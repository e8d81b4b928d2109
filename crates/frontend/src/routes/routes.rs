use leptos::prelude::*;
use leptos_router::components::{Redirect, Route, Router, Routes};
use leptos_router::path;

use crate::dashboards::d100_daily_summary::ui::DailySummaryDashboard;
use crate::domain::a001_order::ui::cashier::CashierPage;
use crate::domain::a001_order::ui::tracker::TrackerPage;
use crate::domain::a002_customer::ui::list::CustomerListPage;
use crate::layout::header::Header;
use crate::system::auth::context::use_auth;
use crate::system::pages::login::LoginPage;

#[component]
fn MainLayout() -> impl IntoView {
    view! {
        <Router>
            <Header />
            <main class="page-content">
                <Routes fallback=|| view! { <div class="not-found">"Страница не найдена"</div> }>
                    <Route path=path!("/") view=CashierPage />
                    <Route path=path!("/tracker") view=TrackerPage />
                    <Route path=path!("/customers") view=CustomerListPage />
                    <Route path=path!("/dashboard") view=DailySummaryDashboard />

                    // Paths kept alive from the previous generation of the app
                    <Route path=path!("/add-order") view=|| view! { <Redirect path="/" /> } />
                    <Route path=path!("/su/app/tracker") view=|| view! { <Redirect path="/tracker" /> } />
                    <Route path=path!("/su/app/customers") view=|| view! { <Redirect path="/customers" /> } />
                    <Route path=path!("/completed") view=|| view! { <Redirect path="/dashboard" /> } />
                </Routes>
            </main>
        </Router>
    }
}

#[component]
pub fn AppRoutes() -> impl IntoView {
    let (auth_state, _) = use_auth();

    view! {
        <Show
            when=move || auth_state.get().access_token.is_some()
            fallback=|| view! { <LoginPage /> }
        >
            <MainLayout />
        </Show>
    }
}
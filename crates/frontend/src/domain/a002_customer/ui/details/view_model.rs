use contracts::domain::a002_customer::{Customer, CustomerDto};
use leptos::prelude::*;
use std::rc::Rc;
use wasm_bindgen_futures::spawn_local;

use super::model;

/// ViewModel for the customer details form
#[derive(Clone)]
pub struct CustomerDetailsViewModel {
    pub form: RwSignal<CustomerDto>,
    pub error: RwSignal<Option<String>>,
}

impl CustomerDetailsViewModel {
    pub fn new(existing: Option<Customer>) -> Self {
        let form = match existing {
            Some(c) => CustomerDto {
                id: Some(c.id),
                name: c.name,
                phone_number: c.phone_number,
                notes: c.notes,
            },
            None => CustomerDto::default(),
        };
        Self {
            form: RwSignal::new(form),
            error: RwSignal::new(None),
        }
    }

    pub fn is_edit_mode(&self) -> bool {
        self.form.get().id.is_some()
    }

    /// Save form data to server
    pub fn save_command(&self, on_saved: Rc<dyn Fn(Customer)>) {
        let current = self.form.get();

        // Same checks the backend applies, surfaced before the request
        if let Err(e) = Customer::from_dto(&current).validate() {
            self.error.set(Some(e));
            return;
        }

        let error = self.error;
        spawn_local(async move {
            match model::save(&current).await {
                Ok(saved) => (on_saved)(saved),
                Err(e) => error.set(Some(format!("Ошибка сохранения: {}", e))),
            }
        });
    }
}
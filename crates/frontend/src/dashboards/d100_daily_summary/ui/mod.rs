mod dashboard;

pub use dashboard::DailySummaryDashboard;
...
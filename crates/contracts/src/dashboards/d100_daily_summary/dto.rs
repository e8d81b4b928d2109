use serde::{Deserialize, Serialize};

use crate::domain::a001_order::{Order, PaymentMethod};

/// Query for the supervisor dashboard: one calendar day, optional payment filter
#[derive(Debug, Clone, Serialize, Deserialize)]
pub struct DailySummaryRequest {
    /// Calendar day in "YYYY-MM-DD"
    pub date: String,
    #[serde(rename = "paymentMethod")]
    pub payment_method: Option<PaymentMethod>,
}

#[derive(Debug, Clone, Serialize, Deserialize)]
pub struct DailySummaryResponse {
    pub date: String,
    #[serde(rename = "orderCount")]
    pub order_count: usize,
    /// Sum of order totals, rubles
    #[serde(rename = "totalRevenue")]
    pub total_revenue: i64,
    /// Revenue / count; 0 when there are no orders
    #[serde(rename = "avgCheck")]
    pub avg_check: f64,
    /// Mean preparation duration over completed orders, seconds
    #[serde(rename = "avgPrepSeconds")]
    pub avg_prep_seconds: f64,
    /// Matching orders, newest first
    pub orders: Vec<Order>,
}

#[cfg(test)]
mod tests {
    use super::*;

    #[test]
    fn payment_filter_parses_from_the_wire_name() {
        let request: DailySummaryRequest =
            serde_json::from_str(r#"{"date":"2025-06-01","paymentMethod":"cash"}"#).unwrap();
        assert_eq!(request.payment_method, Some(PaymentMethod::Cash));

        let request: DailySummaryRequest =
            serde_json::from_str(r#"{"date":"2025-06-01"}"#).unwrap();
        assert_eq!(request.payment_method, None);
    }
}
==
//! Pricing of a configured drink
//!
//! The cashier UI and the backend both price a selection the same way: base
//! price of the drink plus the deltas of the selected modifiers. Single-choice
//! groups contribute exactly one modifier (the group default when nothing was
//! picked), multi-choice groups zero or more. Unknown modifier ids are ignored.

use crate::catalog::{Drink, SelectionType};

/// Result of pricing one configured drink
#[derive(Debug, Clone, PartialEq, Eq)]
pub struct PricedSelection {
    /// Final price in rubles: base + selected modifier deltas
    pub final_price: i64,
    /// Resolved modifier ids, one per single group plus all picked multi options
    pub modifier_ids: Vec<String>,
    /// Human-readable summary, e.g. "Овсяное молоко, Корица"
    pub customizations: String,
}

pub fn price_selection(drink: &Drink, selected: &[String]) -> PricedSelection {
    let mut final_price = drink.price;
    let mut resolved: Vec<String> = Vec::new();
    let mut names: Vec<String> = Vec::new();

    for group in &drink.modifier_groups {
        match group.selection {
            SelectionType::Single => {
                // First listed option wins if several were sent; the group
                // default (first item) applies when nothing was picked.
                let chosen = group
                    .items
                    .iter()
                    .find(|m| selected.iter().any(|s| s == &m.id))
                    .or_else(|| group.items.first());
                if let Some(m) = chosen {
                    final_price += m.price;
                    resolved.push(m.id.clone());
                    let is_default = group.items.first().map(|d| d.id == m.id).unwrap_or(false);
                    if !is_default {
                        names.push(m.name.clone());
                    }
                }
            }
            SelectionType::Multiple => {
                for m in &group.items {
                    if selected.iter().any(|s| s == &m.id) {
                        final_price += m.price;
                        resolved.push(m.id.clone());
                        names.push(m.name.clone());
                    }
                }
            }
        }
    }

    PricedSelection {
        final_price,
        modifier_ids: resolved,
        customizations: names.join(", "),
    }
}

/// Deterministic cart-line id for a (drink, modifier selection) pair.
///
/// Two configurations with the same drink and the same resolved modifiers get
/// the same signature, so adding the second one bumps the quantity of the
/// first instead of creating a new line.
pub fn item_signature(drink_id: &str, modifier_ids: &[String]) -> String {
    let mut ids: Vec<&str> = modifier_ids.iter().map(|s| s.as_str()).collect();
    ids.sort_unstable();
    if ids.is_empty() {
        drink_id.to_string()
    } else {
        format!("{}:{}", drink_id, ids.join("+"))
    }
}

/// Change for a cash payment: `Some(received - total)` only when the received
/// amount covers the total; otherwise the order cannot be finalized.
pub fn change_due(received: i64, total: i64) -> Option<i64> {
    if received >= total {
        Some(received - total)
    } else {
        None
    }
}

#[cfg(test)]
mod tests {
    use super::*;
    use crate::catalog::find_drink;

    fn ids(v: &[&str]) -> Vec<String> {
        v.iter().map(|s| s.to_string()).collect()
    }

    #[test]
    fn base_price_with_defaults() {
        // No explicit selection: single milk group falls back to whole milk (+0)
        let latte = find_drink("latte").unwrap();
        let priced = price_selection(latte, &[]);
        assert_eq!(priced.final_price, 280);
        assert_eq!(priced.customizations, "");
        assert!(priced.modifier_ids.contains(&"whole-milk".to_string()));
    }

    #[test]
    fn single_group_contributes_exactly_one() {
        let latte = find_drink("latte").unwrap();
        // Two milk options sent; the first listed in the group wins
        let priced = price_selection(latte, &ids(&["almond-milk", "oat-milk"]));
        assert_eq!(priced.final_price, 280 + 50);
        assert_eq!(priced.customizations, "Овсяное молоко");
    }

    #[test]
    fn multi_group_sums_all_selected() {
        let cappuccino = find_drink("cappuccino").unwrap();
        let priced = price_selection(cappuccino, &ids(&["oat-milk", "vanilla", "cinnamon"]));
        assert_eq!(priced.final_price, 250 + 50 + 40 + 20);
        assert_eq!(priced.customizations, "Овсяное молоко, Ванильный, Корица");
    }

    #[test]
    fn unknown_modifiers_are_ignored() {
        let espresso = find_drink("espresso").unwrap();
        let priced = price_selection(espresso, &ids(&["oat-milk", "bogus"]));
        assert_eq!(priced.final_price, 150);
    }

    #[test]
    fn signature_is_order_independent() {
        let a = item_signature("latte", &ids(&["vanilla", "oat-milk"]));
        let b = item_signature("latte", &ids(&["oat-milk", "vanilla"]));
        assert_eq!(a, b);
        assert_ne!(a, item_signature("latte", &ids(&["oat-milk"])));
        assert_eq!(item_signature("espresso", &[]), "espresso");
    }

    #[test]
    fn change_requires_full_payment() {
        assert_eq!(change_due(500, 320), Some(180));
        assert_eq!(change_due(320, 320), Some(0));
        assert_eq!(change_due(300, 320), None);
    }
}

◆ Work instructions
Wherever a line in the data above holds the word "move", copy that line.

◆ Worked solution
            when=move || auth_state.get().access_token.is_some()
        spawn_local(async move {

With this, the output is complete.